Six Pieces of Advice for New MPs

Dear Newly Elected Members of Parliament, Firstly, welcome to Westminster! And now for the fun part. This is the part you've been campaigning for, dreaming about, fearing, and perhaps not daring yourself to think about too clearly in case it didn't happen: you're an MP. It happened. Well done.

Dear Newly Elected Members of Parliament,

Firstly, welcome to Westminster! And now for the fun part. This is the part you've been campaigning for, dreaming about, fearing, and perhaps not daring yourself to think about too clearly in case it didn't happen: you're an MP. It happened. Well done.

Now, of course, you have a very different kind of pressure: how to hold your seat in five years, make an impression and maybe even a difference, and all without annoying the journalist who can has the power to publish, say, a picture of you doing a cringe-inducing and involuntary sex-face mid karaoke croon ... or something equally undesirable.

The bad news is that most of the time, nobody tells you the rules.

Oh, you can find out the official ones easily enough, like when to use 'the honourable member' and 'the right honourable member,' or what time to get in to reserve your seat - but most of the time, nobody tells you about those unofficial rules which everyone seems to know but few seem to share. The ones about how to win friends, influence people, get things done, and make it look effortless. One MP, an acquaintance of mine, once told me about how a very senior member of their party took them to lunch and proceeded to offload a battery of do's and don'ts. They should have been flattered to have been offered it. Most won't be.

And so, as I've worked in and around the Palace of Westminster for many years, I've put together a few of my own words of advice for all of you who are new to Westminster.

Do be candid about your hobbies. Kenneth Clarke likes his jazz; Andy Burnham likes his footy. Being candid and open about these things tends to help more than it hinders. What will definitely hinder you is pretending to be candid. Nobody criticises Boris Johnson for not showing much of an interest in football. But David Cameron rightly got a lot of flak for confusing the team he claims to support, Aston Villa, with West Ham. Unless your hobby is something really weird, let us know about it.

Do compress your message. The most effective messages are the ones which pack the most meaning into the fewest possible words. They're the ones you can easily fit into interview answers, leaflets, rushed conversations, tweets. Bill Clinton's line on abortion comes to mind: that it should be 'safe, legal, and rare.' The Dutch Prime Minister Mark Rutte has nailed in on Europe: "European where necessary, national where possible."

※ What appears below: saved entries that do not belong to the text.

//! The `log` module provides initialisation and configuration of logging for programs built
//! on this library.
//!
//! Logging is set up with the usual levels (error, warn, info, debug, trace) and optional
//! colourisation based on terminal support. The level can be overridden through an
//! environment variable.
use anyhow::{Result, bail};
use fern::colors::{Color, ColoredLevelConfig};
use fern::{Dispatch, FormatCallback};
use log::{LevelFilter, Record};
use std::env;
use std::fmt::{Arguments, Display};
use std::io::IsTerminal;
use std::sync::OnceLock;

/// A flag indicating whether the logger has been initialised
static LOGGER_INIT: OnceLock<()> = OnceLock::new();

/// The default log level.
///
/// Used as a fallback if the caller hasn't specified something else and the
/// TAIPOWER_TARIFF_LOG_LEVEL environment variable is unset.
pub const DEFAULT_LOG_LEVEL: &str = "info";

/// Whether the logger has been initialised
pub fn is_logger_initialised() -> bool {
    LOGGER_INIT.get().is_some()
}

/// Initialise the logger using the `fern` logging library with colourised output.
///
/// The caller can pass a preferred logging level (defaulting to `info` if `None`) or set the
/// `TAIPOWER_TARIFF_LOG_LEVEL` environment variable. If both are provided, the environment
/// variable takes precedence.
///
/// Possible log level options are:
///
/// * `error`
/// * `warn`
/// * `info`
/// * `debug`
/// * `trace`
///
/// # Arguments
///
/// * `log_level`: The preferred log level, if any
pub fn init(log_level: Option<&str>) -> Result<()> {
    // Retrieve the log level from the environment variable or the argument, or the default
    let log_level = env::var("TAIPOWER_TARIFF_LOG_LEVEL")
        .unwrap_or_else(|_| log_level.unwrap_or(DEFAULT_LOG_LEVEL).to_string());

    // Convert the log level string to a log::LevelFilter
    let log_level = match log_level.to_lowercase().as_str() {
        "off" => LevelFilter::Off,
        "error" => LevelFilter::Error,
        "warn" => LevelFilter::Warn,
        "info" => LevelFilter::Info,
        "debug" => LevelFilter::Debug,
        "trace" => LevelFilter::Trace,
        unknown => bail!("Unknown log level: {}", unknown),
    };

    // Set up colours for log levels
    let colours = ColoredLevelConfig::new()
        .error(Color::Red)
        .warn(Color::Yellow)
        .info(Color::Green)
        .debug(Color::Blue)
        .trace(Color::Magenta);

    // Automatically apply colours only if the output is a terminal
    let use_colour_stdout = std::io::stdout().is_terminal();
    let use_colour_stderr = std::io::stderr().is_terminal();

    // Configure the logger
    Dispatch::new()
        .chain(
            // Write non-error messages to stdout
            Dispatch::new()
                .filter(|metadata| metadata.level() > LevelFilter::Warn)
                .format(move |out, message, record| {
                    write_log_colour(out, message, record, use_colour_stdout, &colours);
                })
                .level(log_level)
                .chain(std::io::stdout()),
        )
        .chain(
            // Write error messages to stderr
            Dispatch::new()
                .format(move |out, message, record| {
                    write_log_colour(out, message, record, use_colour_stderr, &colours);
                })
                .level(log_level.min(LevelFilter::Warn))
                .chain(std::io::stderr()),
        )
        .apply()
        .expect("Logger already initialised");

    // Set a flag to indicate that the logger has been initialised
    LOGGER_INIT.set(()).unwrap();

    Ok(())
}

/// Write to the log in the format we want
fn write_log<T: Display>(out: FormatCallback, level: T, target: &str, message: &Arguments) {
    let timestamp = chrono::Local::now().format("%H:%M:%S");

    out.finish(format_args!("[{timestamp} {level} {target}] {message}"));
}

/// Write to the log with no colours
fn write_log_plain(out: FormatCallback, message: &Arguments, record: &Record) {
    write_log(out, record.level(), record.target(), message);
}

/// Write to the log with optional colours
fn write_log_colour(
    out: FormatCallback,
    message: &Arguments,
    record: &Record,
    use_colour: bool,
    colours: &ColoredLevelConfig,
) {
    // Format output with or without colour based on `use_colour`
    if use_colour {
        write_log(out, colours.color(record.level()), record.target(), message);
    } else {
        write_log_plain(out, message, record);
    }
}
//! Fixtures for tests
use crate::calendar::TaiwanCalendar;
use crate::day_type::TaiwanDayTypeStrategy;
use crate::plan::TariffPlan;
use crate::profile::{ScheduleMap, TariffProfile};
use crate::rate::{ConsumptionTier, TariffRate};
use crate::schedule::{RatePeriod, TimeSlot};
use crate::season::{SeasonType, TaiwanSeasonStrategy};
use crate::units::{Energy, MoneyPerEnergy};
use chrono::{NaiveDate, NaiveDateTime};
use rstest::fixture;
use std::rc::Rc;

/// Assert that an error with the given message occurs
macro_rules! assert_error {
    ($result:expr, $msg:expr) => {
        assert_eq!(
            $result.unwrap_err().chain().next().unwrap().to_string(),
            $msg
        );
    };
}
pub(crate) use assert_error;

/// A timestamp from its parts, for concise test data
pub fn timestamp(year: i32, month: u32, day: u32, hour: u32, minute: u32) -> NaiveDateTime {
    NaiveDate::from_ymd_opt(year, month, day)
        .unwrap()
        .and_hms_opt(hour, minute, 0)
        .unwrap()
}

/// The simple two-tier residential TOU profile: summer weekday peak 09:00-24:00, non-summer
/// weekday peak 06:00-11:00 and 14:00-24:00, everything else off-peak.
#[fixture]
pub fn residential_two_tier_profile() -> TariffProfile {
    let calendar = Rc::new(TaiwanCalendar::new());
    let schedules: ScheduleMap = [
        (
            (SeasonType::Summer, "weekday".into()),
            [TimeSlot::from_labels("09:00", "24:00", "peak").unwrap()]
                .into_iter()
                .collect(),
        ),
        (
            (SeasonType::NonSummer, "weekday".into()),
            [
                TimeSlot::from_labels("06:00", "11:00", "peak").unwrap(),
                TimeSlot::from_labels("14:00", "24:00", "peak").unwrap(),
            ]
            .into_iter()
            .collect(),
        ),
    ]
    .into_iter()
    .collect();

    TariffProfile::new(
        "residential_simple_2_tier",
        Box::new(TaiwanSeasonStrategy::default()),
        Box::new(TaiwanDayTypeStrategy::new(calendar)),
        schedules,
        RatePeriod::OffPeak,
    )
}

#[fixture]
pub fn residential_two_tier_plan(residential_two_tier_profile: TariffProfile) -> TariffPlan {
    let rates = TariffRate::from_period_costs([
        (
            (SeasonType::Summer, RatePeriod::Peak),
            MoneyPerEnergy(5.01),
        ),
        (
            (SeasonType::Summer, RatePeriod::OffPeak),
            MoneyPerEnergy(1.96),
        ),
        (
            (SeasonType::NonSummer, RatePeriod::Peak),
            MoneyPerEnergy(4.78),
        ),
        (
            (SeasonType::NonSummer, RatePeriod::OffPeak),
            MoneyPerEnergy(1.89),
        ),
    ]);
    TariffPlan::new(residential_two_tier_profile, rates)
}

/// A two-bracket tiered plan: up to 120 kWh at 1.96/1.78, the rest at 2.55/2.26
/// (summer/non-summer).
#[fixture]
pub fn residential_tiered_plan() -> TariffPlan {
    let calendar = Rc::new(TaiwanCalendar::new());
    let profile = TariffProfile::new(
        "residential_non_tou",
        Box::new(TaiwanSeasonStrategy::default()),
        Box::new(TaiwanDayTypeStrategy::new(calendar)),
        ScheduleMap::new(),
        RatePeriod::OffPeak,
    );
    let rates = TariffRate::from_tiers(vec![
        ConsumptionTier {
            start_kwh: Energy(0.0),
            end_kwh: Some(Energy(120.0)),
            summer_cost: MoneyPerEnergy(1.96),
            non_summer_cost: MoneyPerEnergy(1.78),
        },
        ConsumptionTier {
            start_kwh: Energy(120.0),
            end_kwh: None,
            summer_cost: MoneyPerEnergy(2.55),
            non_summer_cost: MoneyPerEnergy(2.26),
        },
    ]);
    TariffPlan::new(profile, rates)
}
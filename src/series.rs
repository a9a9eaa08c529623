//! Code for timestamp-indexed usage series.
use crate::units::Energy;
use anyhow::{Context, Result, anyhow, ensure};
use chrono::NaiveDateTime;
use serde::Deserialize;
use std::path::Path;

/// Accepted timestamp formats for usage records read from CSV
const TIMESTAMP_FORMATS: [&str; 4] = [
    "%Y-%m-%d %H:%M:%S",
    "%Y-%m-%dT%H:%M:%S",
    "%Y-%m-%d %H:%M",
    "%Y-%m-%dT%H:%M",
];

/// A usage record read from a CSV file
#[derive(PartialEq, Debug, Deserialize)]
struct UsageRecord {
    timestamp: String,
    kwh: f64,
}

/// A timestamp-indexed series of energy readings in kWh.
///
/// Construction does not validate; every calculation entry point calls
/// [`UsageSeries::validate`] before computing anything, so invalid series are rejected
/// whole, with no partial results. Series are read-only inputs to calculations; operations
/// that adjust usage return a fresh series.
#[derive(Clone, PartialEq, Debug, Default)]
pub struct UsageSeries {
    timestamps: Vec<NaiveDateTime>,
    values: Vec<Energy>,
}

impl UsageSeries {
    /// Create a series from (timestamp, kWh) pairs
    pub fn from_pairs<I>(pairs: I) -> Self
    where
        I: IntoIterator<Item = (NaiveDateTime, f64)>,
    {
        let (timestamps, values) = pairs
            .into_iter()
            .map(|(ts, kwh)| (ts, Energy(kwh)))
            .unzip();
        Self { timestamps, values }
    }

    /// Create a series from parallel timestamp and value columns
    pub fn from_parts(timestamps: Vec<NaiveDateTime>, values: Vec<Energy>) -> Result<Self> {
        ensure!(
            timestamps.len() == values.len(),
            "Usage timestamps and values must have the same length"
        );
        Ok(Self { timestamps, values })
    }

    /// Read a series from a CSV file with `timestamp` and `kwh` columns.
    ///
    /// # Arguments
    ///
    /// * `file_path` - Path to the CSV file
    pub fn from_csv_file(file_path: &Path) -> Result<Self> {
        let mut reader = csv::Reader::from_path(file_path)
            .with_context(|| format!("Error reading {}", file_path.to_string_lossy()))?;

        let mut pairs = Vec::new();
        for record in reader.deserialize() {
            let record: UsageRecord =
                record.with_context(|| format!("Error reading {}", file_path.to_string_lossy()))?;
            let timestamp = parse_timestamp(&record.timestamp)
                .with_context(|| format!("Error reading {}", file_path.to_string_lossy()))?;
            pairs.push((timestamp, record.kwh));
        }

        Ok(Self::from_pairs(pairs))
    }

    /// The number of readings
    pub fn len(&self) -> usize {
        self.timestamps.len()
    }

    /// Whether the series has no readings
    pub fn is_empty(&self) -> bool {
        self.timestamps.is_empty()
    }

    /// The timestamp column
    pub fn timestamps(&self) -> &[NaiveDateTime] {
        &self.timestamps
    }

    /// The value column
    pub fn values(&self) -> &[Energy] {
        &self.values
    }

    /// Iterate over (timestamp, value) pairs
    pub fn iter(&self) -> impl Iterator<Item = (NaiveDateTime, Energy)> + '_ {
        self.timestamps
            .iter()
            .copied()
            .zip(self.values.iter().copied())
    }

    /// Total usage over the whole series
    pub fn total(&self) -> Energy {
        self.values.iter().copied().sum()
    }

    /// Check the invariants every series must satisfy before entering a calculation.
    ///
    /// Rejects NaN, negative and non-finite values and a decreasing timestamp index.
    /// Duplicate timestamps are permitted.
    pub fn validate(&self) -> Result<()> {
        ensure!(
            self.timestamps.len() == self.values.len(),
            "Usage timestamps and values must have the same length"
        );
        for value in &self.values {
            ensure!(
                !value.value().is_nan(),
                "Usage series contains NaN values"
            );
            ensure!(
                value.value() >= 0.0,
                "Usage values must be non-negative"
            );
            ensure!(
                value.value().is_finite(),
                "Usage series contains non-finite values"
            );
        }
        ensure!(
            self.timestamps.windows(2).all(|pair| pair[0] <= pair[1]),
            "Usage timestamps must be ordered"
        );
        Ok(())
    }
}

/// Parse a timestamp in any of the accepted formats
fn parse_timestamp(value: &str) -> Result<NaiveDateTime> {
    TIMESTAMP_FORMATS
        .iter()
        .find_map(|format| NaiveDateTime::parse_from_str(value, format).ok())
        .ok_or_else(|| anyhow!("Invalid timestamp: {value}"))
}

#[cfg(test)]
mod tests {
    use super::*;
    use crate::fixture::{assert_error, timestamp};
    use float_cmp::assert_approx_eq;
    use rstest::rstest;
    use std::fs::File;
    use std::io::Write;
    use tempfile::tempdir;

    #[test]
    fn test_valid_series() {
        let series = UsageSeries::from_pairs([
            (timestamp(2025, 1, 1, 0, 0), 1.5),
            (timestamp(2025, 1, 1, 1, 0), 2.0),
            (timestamp(2025, 1, 1, 1, 0), 0.0), // duplicate timestamps are fine
        ]);
        series.validate().unwrap();
        assert_approx_eq!(f64, series.total().value(), 3.5);
    }

    #[rstest]
    #[case(f64::NAN, "Usage series contains NaN values")]
    #[case(-1.0, "Usage values must be non-negative")]
    #[case(f64::INFINITY, "Usage series contains non-finite values")]
    fn test_invalid_values(#[case] bad: f64, #[case] error_msg: &str) {
        let series = UsageSeries::from_pairs([
            (timestamp(2025, 1, 1, 0, 0), 1.0),
            (timestamp(2025, 1, 1, 1, 0), bad),
        ]);
        assert_error!(series.validate(), error_msg);
    }

    #[test]
    fn test_unordered_index_rejected() {
        let series = UsageSeries::from_pairs([
            (timestamp(2025, 1, 2, 0, 0), 1.0),
            (timestamp(2025, 1, 1, 0, 0), 1.0),
        ]);
        assert_error!(series.validate(), "Usage timestamps must be ordered");
    }

    #[test]
    fn test_from_parts_length_mismatch() {
        let result = UsageSeries::from_parts(vec![timestamp(2025, 1, 1, 0, 0)], vec![]);
        assert!(result.is_err());
    }

    #[test]
    fn test_from_csv_file() {
        let dir = tempdir().unwrap();
        let file_path = dir.path().join("usage.csv");
        {
            let mut file = File::create(&file_path).unwrap();
            writeln!(
                file,
                "timestamp,kwh
2025-01-01 00:00,1.5
2025-01-01T01:00:00,2.5"
            )
            .unwrap();
        }

        let series = UsageSeries::from_csv_file(&file_path).unwrap();
        assert_eq!(series.len(), 2);
        assert_eq!(series.timestamps()[0], timestamp(2025, 1, 1, 0, 0));
        assert_approx_eq!(f64, series.total().value(), 4.0);
    }

    #[test]
    fn test_from_csv_file_bad_timestamp() {
        let dir = tempdir().unwrap();
        let file_path = dir.path().join("usage.csv");
        {
            let mut file = File::create(&file_path).unwrap();
            writeln!(file, "timestamp,kwh\nnot-a-date,1.0").unwrap();
        }
        assert!(UsageSeries::from_csv_file(&file_path).is_err());
    }
}
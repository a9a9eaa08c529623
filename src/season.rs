//! Code for classifying calendar dates into tariff seasons.
use chrono::{Datelike, NaiveDate};
use serde_string_enum::{DeserializeLabeledStringEnum, SerializeLabeledStringEnum};

/// A tariff season.
///
/// Taipower schedules distinguish only summer and non-summer rates, so the set is closed.
#[derive(
    Clone,
    Copy,
    PartialEq,
    Eq,
    PartialOrd,
    Ord,
    Hash,
    Debug,
    SerializeLabeledStringEnum,
    DeserializeLabeledStringEnum,
)]
pub enum SeasonType {
    /// The summer rate season
    #[string = "summer"]
    Summer,
    /// The rest of the year
    #[string = "non_summer"]
    NonSummer,
}

impl SeasonType {
    /// Every season, in a fixed order suitable for building lookup tables
    pub const ALL: [SeasonType; 2] = [SeasonType::Summer, SeasonType::NonSummer];

    /// The stable string label for this season
    pub fn label(&self) -> &'static str {
        match self {
            SeasonType::Summer => "summer",
            SeasonType::NonSummer => "non_summer",
        }
    }
}

/// A window of the year delimited by (month, day) bounds, both inclusive.
///
/// If the start bound is after the end bound the window wraps past year-end, e.g. a window
/// of (11, 1)..(2, 28) contains both Dec 31 and Jan 1.
#[derive(Clone, Copy, PartialEq, Eq, Debug)]
pub struct SeasonWindow {
    start: (u32, u32),
    end: (u32, u32),
}

impl SeasonWindow {
    /// Create a window from inclusive (month, day) bounds
    pub fn new(start: (u32, u32), end: (u32, u32)) -> Self {
        Self { start, end }
    }

    /// Whether the given date falls within the window
    pub fn contains(&self, date: NaiveDate) -> bool {
        let current = (date.month(), date.day());
        if self.start <= self.end {
            self.start <= current && current <= self.end
        } else {
            current >= self.start || current <= self.end
        }
    }
}

/// Maps calendar dates to seasons.
pub trait SeasonStrategy {
    /// The season the given date falls in.
    ///
    /// Every date maps to exactly one season; there are no error conditions.
    fn season_of(&self, date: NaiveDate) -> SeasonType;

    /// The fixed enumerable set of seasons, for building lookup tables
    fn all_seasons(&self) -> Vec<SeasonType> {
        SeasonType::ALL.to_vec()
    }
}

/// The Taipower season rule: summer within a configured window, non-summer otherwise.
#[derive(Clone, Copy, PartialEq, Eq, Debug)]
pub struct TaiwanSeasonStrategy {
    summer: SeasonWindow,
}

impl TaiwanSeasonStrategy {
    /// Create a strategy with the given summer window
    pub fn new(summer_start: (u32, u32), summer_end: (u32, u32)) -> Self {
        Self {
            summer: SeasonWindow::new(summer_start, summer_end),
        }
    }
}

impl Default for TaiwanSeasonStrategy {
    /// The published Taipower summer window, June 1 to September 30
    fn default() -> Self {
        Self::new((6, 1), (9, 30))
    }
}

impl SeasonStrategy for TaiwanSeasonStrategy {
    fn season_of(&self, date: NaiveDate) -> SeasonType {
        if self.summer.contains(date) {
            SeasonType::Summer
        } else {
            SeasonType::NonSummer
        }
    }
}

#[cfg(test)]
mod tests {
    use super::*;
    use rstest::rstest;

    fn date(y: i32, m: u32, d: u32) -> NaiveDate {
        NaiveDate::from_ymd_opt(y, m, d).unwrap()
    }

    #[rstest]
    #[case(date(2025, 6, 1), SeasonType::Summer)] // first day inside
    #[case(date(2025, 9, 30), SeasonType::Summer)] // last day inside
    #[case(date(2025, 5, 31), SeasonType::NonSummer)]
    #[case(date(2025, 10, 1), SeasonType::NonSummer)]
    #[case(date(2025, 1, 15), SeasonType::NonSummer)]
    fn test_default_summer_window(#[case] target: NaiveDate, #[case] expected: SeasonType) {
        assert_eq!(TaiwanSeasonStrategy::default().season_of(target), expected);
    }

    #[rstest]
    #[case(date(2024, 12, 31), SeasonType::Summer)]
    #[case(date(2025, 1, 1), SeasonType::Summer)]
    #[case(date(2025, 2, 28), SeasonType::Summer)]
    #[case(date(2025, 3, 1), SeasonType::NonSummer)]
    #[case(date(2025, 10, 31), SeasonType::NonSummer)]
    #[case(date(2025, 11, 1), SeasonType::Summer)]
    fn test_wrapping_window(#[case] target: NaiveDate, #[case] expected: SeasonType) {
        // A window whose start is after its end wraps past year-end
        let strategy = TaiwanSeasonStrategy::new((11, 1), (2, 28));
        assert_eq!(strategy.season_of(target), expected);
    }

    #[test]
    fn test_every_date_has_a_season() {
        let strategy = TaiwanSeasonStrategy::default();
        let mut current = date(2024, 1, 1);
        while current <= date(2024, 12, 31) {
            // No panic and a defined value for every day of a leap year
            let _ = strategy.season_of(current);
            current = current.succ_opt().unwrap();
        }
    }
}
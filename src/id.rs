//! Code for handling label-like ID types.

/// Define a cheaply cloneable string ID type (e.g. `DayType`)
macro_rules! define_id_type {
    ($name:ident) => {
        #[derive(
            Clone, std::hash::Hash, PartialEq, Eq, serde::Deserialize, Debug, serde::Serialize,
        )]
        /// An ID type describing an open-ended label
        pub struct $name(pub std::rc::Rc<str>);

        impl std::borrow::Borrow<str> for $name {
            fn borrow(&self) -> &str {
                &self.0
            }
        }

        impl std::fmt::Display for $name {
            fn fmt(&self, f: &mut std::fmt::Formatter<'_>) -> std::fmt::Result {
                write!(f, "{}", self.0)
            }
        }

        impl From<&str> for $name {
            fn from(s: &str) -> Self {
                $name(std::rc::Rc::from(s))
            }
        }

        impl From<String> for $name {
            fn from(s: String) -> Self {
                $name(std::rc::Rc::from(s))
            }
        }

        impl $name {
            /// Create a new ID from a string slice
            pub fn new(id: &str) -> Self {
                $name(std::rc::Rc::from(id))
            }

            /// The label as a string slice
            pub fn as_str(&self) -> &str {
                &self.0
            }
        }
    };
}
pub(crate) use define_id_type;

#[cfg(test)]
mod tests {
    define_id_type!(GenericID);

    #[test]
    fn test_id_equality() {
        let a = GenericID::new("weekday");
        let b: GenericID = "weekday".into();
        assert_eq!(a, b);
        assert_eq!(a.to_string(), "weekday");
    }
}
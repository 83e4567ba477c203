//! Shared fakes for the engine integration tests: a scripted `RemoteApi`
//! whose transfer/folder state tests manipulate between rounds, a
//! filename-writing `FetcherApi`, and a clock tests can advance by hand to
//! exercise the stuck-transfer deadlines without real sleeps.

#![allow(dead_code)]

use async_trait::async_trait;
use chrono::{DateTime, Duration, Utc};
use premiumarr::clock::Clock;
use premiumarr::config::Config;
use premiumarr::errors::{FetchError, RemoteError};
use premiumarr::fetcher::FetcherApi;
use premiumarr::remote::{FolderEntry, RemoteApi, TransferItem, TransferStatus};
use std::collections::HashMap;
use std::path::{Path, PathBuf};
use std::sync::{Arc, Mutex};

/// Build a `Config` rooted at a temp directory, creating the four
/// filesystem roots the engine expects to already exist.
pub fn make_config(root: &Path) -> Config {
    std::fs::create_dir_all(root.join("blackhole")).unwrap();
    std::fs::create_dir_all(root.join("downloads")).unwrap();
    std::fs::create_dir_all(root.join("done")).unwrap();
    std::fs::create_dir_all(root.join("config")).unwrap();

    Config {
        api_key: "test-key".to_string(),
        blackhole_path: root.join("blackhole"),
        download_path: root.join("downloads"),
        done_path: root.join("done"),
        config_path: root.join("config"),
        download_threads: 2,
        download_speed_limit_kb: -1,
        recheck_delay_secs: 60,
        max_retry_count: 6,
        max_cloud_dl_move_retry_count: 3,
        max_state_retry_count: 3,
        remote_root_dir_name: "premiumarr".to_string(),
        log_level: "info".to_string(),
    }
}

/// A clock tests advance deliberately, so stuck-transfer deadlines can be
/// crossed without waiting real minutes.
#[derive(Clone)]
pub struct ManualClock(Arc<Mutex<DateTime<Utc>>>);

impl ManualClock {
    pub fn new() -> Self {
        Self(Arc::new(Mutex::new(Utc::now())))
    }

    pub fn advance(&self, delta: Duration) {
        let mut guard = self.0.lock().unwrap();
        *guard += delta;
    }
}

impl Clock for ManualClock {
    fn now(&self) -> DateTime<Utc> {
        *self.0.lock().unwrap()
    }
}

#[derive(Default)]
struct RemoteState {
    next_id: u64,
    transfers: HashMap<String, TransferItem>,
    folders: HashMap<String, Vec<FolderEntry>>,
    delete_calls: Vec<String>,
    retry_calls: Vec<String>,
}

/// A `RemoteApi` whose transfer list and folder contents tests script by
/// hand between engine rounds, standing in for the real cloud-downloader.
#[derive(Clone)]
pub struct ScriptedRemote(Arc<Mutex<RemoteState>>);

impl ScriptedRemote {
    pub fn new() -> Self {
        Self(Arc::new(Mutex::new(RemoteState::default())))
    }

    /// Register a transfer as if it had already been created, bypassing
    /// `upload_descriptor` — used to simulate state recovered after a crash.
    pub fn seed_transfer(&self, id: &str, name: &str, status: TransferStatus) {
        let mut state = self.0.lock().unwrap();
        state.transfers.insert(
            id.to_string(),
            TransferItem {
                id: id.to_string(),
                name: name.to_string(),
                message: None,
                status,
                progress: None,
                folder_id: None,
                src: None,
            },
        );
    }

    pub fn set_status(&self, id: &str, status: TransferStatus) {
        let mut state = self.0.lock().unwrap();
        if let Some(t) = state.transfers.get_mut(id) {
            t.status = status;
        }
    }

    pub fn set_message(&self, id: &str, message: &str) {
        let mut state = self.0.lock().unwrap();
        if let Some(t) = state.transfers.get_mut(id) {
            t.message = Some(message.to_string());
        }
    }

    pub fn set_folder_id(&self, id: &str, folder_id: &str) {
        let mut state = self.0.lock().unwrap();
        if let Some(t) = state.transfers.get_mut(id) {
            t.folder_id = Some(folder_id.to_string());
        }
    }

    pub fn register_folder(&self, folder_id: &str, entries: Vec<FolderEntry>) {
        self.0.lock().unwrap().folders.insert(folder_id.to_string(), entries);
    }

    pub fn delete_calls(&self) -> Vec<String> {
        self.0.lock().unwrap().delete_calls.clone()
    }

    pub fn retry_calls(&self) -> Vec<String> {
        self.0.lock().unwrap().retry_calls.clone()
    }
}

#[async_trait]
impl RemoteApi for ScriptedRemote {
    async fn account_info(&self) -> Result<(), RemoteError> {
        Ok(())
    }

    async fn ensure_root_folder(&self, _name: &str) -> Result<String, RemoteError> {
        Ok("root-folder".to_string())
    }

    async fn upload_descriptor(
        &self,
        path: &Path,
        _parent_folder_id: &str,
    ) -> Result<String, RemoteError> {
        if !path.exists() {
            return Err(RemoteError::DescriptorMissing(path.display().to_string()));
        }
        let name = path
            .file_name()
            .map(|n| n.to_string_lossy().to_string())
            .unwrap_or_default();

        let mut state = self.0.lock().unwrap();
        state.next_id += 1;
        let id = format!("T{}", state.next_id);
        state.transfers.insert(
            id.clone(),
            TransferItem {
                id: id.clone(),
                name,
                message: None,
                status: TransferStatus::Waiting,
                progress: None,
                folder_id: None,
                src: None,
            },
        );
        Ok(id)
    }

    async fn list_transfers(&self) -> Result<Vec<TransferItem>, RemoteError> {
        Ok(self.0.lock().unwrap().transfers.values().cloned().collect())
    }

    async fn list_folder(&self, folder_id: &str) -> Result<Vec<FolderEntry>, RemoteError> {
        Ok(self
            .0
            .lock()
            .unwrap()
            .folders
            .get(folder_id)
            .cloned()
            .unwrap_or_default())
    }

    async fn retry_transfer(&self, transfer_id: &str) -> Result<(), RemoteError> {
        self.0.lock().unwrap().retry_calls.push(transfer_id.to_string());
        Ok(())
    }

    async fn delete_transfer(&self, transfer_id: &str) -> Result<(), RemoteError> {
        let mut state = self.0.lock().unwrap();
        state.delete_calls.push(transfer_id.to_string());
        state.transfers.remove(transfer_id);
        Ok(())
    }
}

/// A fetcher that just writes a placeholder file — the engine only needs a
/// real file to land at the right path, not real bytes off the wire.
#[derive(Clone, Default)]
pub struct FakeFetcher;

#[async_trait]
impl FetcherApi for FakeFetcher {
    async fn download(
        &self,
        url: &str,
        destination_directory: &Path,
        filename: &str,
    ) -> Result<(), FetchError> {
        tokio::fs::create_dir_all(destination_directory).await?;
        let dest: PathBuf = destination_directory.join(filename);
        if !dest.exists() {
            tokio::fs::write(&dest, format!("content-of:{url}")).await?;
        }
        Ok(())
    }
}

Do find someone who can make introductions for you. Whether you're pitching a written piece into a paper or website, trying to get on a programme, or working on a campaign, it always helps to be able to 'just pick up the phone' because you know the right person already. But what about when you can't? Which, for most of you, will be most of the time. On those occasions it helps to have someone who works with you - but not for you - who can make that warm contact, either because they know the person already, or because they know how to reach them.

Do rehearse. Not just speeches. Also before each the Sunday Politics, Question Time, and even a chat with Derek from the local paper. I don't just mean 'think it through.' I mean find someone who can come up with the difficult questions you haven't thought of and fire them at you as officiously as Paxman, as slyly as Eddie Mair, or as brutally as the population of Leeds, if that last Election Debate is anything to go by.

Don't tweet when angry, after more than one pint, or after midnight. You could try tweeting just your own name though. That sometimes works.

Above all, do get a sounding board. I mean someone who's involved enough to know what they're talking about but detached enough to have a bit of an outside perspective. You really want someone who can be blunt with you - especially blunt enough to tell you when you're about to make a complete arse of yourself. Legend has it that one of the key qualities which David Cameron and George Osborne saw in Lynton Crosby was that he would swear at them. That makes sense to me: getting a sounding board with good judgment who's not scared to be blunt with you in private is a more important step than it sounds.

Welcome to one of the strangest, but potentially one of the most exhilarating and inspiring jobs in the world. Good luck.